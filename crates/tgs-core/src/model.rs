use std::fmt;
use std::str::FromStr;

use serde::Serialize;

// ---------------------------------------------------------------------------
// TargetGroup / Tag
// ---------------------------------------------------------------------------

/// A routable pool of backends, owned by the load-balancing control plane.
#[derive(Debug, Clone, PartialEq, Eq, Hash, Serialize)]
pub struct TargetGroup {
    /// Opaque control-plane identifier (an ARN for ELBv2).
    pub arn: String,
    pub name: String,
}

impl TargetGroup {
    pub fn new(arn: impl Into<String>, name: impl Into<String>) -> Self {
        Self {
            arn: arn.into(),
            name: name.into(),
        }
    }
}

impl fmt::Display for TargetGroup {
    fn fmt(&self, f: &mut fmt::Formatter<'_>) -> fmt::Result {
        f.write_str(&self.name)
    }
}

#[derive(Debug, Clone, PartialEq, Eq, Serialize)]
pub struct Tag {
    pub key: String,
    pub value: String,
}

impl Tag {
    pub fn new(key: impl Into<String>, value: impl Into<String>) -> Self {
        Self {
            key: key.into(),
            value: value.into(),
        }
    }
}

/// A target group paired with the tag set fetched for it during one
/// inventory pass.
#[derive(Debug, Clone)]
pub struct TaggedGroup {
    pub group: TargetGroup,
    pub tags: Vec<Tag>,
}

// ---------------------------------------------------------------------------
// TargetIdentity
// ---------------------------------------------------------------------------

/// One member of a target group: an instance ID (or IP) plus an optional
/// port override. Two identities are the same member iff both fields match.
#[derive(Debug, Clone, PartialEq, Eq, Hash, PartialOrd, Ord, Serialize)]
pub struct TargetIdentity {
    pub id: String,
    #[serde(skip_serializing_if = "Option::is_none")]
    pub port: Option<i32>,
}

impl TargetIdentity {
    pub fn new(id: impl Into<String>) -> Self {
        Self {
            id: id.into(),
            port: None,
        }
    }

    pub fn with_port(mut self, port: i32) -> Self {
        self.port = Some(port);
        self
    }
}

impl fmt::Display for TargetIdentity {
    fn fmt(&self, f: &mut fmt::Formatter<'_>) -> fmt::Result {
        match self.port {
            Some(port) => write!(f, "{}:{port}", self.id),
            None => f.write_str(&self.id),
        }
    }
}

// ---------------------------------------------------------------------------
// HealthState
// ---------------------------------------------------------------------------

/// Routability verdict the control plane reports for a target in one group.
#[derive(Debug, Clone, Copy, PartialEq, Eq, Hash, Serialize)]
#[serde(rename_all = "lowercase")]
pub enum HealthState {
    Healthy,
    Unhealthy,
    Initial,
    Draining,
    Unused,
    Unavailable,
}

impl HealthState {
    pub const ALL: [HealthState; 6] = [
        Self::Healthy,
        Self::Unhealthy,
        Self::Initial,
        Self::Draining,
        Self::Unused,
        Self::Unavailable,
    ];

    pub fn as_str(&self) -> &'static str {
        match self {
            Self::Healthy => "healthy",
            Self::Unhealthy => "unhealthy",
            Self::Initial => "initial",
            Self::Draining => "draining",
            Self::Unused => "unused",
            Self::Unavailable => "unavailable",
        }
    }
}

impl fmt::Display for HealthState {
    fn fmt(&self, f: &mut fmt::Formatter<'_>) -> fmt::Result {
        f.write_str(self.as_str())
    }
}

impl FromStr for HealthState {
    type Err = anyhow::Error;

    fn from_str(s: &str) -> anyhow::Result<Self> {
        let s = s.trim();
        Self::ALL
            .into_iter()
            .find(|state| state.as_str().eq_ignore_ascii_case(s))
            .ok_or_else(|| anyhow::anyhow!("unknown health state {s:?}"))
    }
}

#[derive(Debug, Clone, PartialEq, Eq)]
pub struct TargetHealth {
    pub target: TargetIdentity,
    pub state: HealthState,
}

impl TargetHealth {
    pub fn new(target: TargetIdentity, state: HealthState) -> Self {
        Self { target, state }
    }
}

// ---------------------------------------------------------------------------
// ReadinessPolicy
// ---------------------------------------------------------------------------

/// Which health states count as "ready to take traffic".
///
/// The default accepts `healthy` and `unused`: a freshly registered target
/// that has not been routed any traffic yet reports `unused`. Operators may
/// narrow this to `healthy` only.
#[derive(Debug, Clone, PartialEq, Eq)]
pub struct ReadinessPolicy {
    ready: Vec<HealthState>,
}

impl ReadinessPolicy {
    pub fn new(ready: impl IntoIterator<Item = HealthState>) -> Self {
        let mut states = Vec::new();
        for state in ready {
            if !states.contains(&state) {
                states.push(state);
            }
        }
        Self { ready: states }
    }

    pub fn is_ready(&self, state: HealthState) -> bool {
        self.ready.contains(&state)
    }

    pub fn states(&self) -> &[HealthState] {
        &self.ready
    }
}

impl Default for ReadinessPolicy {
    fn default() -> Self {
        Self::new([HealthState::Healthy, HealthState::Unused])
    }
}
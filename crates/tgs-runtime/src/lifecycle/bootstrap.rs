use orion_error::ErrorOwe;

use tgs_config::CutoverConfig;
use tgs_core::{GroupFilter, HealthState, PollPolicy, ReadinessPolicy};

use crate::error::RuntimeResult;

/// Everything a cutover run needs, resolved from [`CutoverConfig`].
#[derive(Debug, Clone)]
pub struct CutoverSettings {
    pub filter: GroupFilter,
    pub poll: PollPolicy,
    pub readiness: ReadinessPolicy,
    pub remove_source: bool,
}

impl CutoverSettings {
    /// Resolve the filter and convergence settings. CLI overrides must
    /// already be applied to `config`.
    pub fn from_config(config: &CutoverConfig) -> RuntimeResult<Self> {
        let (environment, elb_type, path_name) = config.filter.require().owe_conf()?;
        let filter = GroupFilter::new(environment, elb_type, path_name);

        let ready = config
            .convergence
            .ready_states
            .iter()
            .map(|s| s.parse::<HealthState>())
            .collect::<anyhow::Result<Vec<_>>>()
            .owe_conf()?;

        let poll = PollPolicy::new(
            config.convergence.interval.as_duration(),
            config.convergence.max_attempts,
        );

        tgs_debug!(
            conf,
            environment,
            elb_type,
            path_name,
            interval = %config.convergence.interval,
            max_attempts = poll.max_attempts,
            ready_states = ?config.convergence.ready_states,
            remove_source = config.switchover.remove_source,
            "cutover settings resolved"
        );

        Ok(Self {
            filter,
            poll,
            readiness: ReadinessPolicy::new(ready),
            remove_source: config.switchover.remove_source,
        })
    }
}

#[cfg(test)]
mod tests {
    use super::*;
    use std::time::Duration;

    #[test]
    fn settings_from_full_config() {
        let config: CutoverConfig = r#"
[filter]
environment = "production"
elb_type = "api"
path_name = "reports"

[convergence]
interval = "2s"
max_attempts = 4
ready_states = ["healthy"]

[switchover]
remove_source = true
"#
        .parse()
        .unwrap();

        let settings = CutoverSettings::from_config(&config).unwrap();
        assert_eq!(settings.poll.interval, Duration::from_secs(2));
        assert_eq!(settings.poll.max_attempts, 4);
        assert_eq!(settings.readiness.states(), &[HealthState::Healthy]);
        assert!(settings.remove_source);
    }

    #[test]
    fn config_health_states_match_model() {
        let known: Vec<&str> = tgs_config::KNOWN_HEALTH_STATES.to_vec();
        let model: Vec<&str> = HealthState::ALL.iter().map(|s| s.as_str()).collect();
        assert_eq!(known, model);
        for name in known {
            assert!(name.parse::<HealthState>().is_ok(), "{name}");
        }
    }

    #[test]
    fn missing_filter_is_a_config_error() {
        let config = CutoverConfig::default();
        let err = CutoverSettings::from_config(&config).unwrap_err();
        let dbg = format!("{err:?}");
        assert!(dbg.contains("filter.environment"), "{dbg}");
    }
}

• _What is expected_
Where a line of the data above includes "crates", copy that line.

• _Your response_
filename crates/tgs-core/src/model.rs
filename crates/tgs-runtime/src/lifecycle/bootstrap.rs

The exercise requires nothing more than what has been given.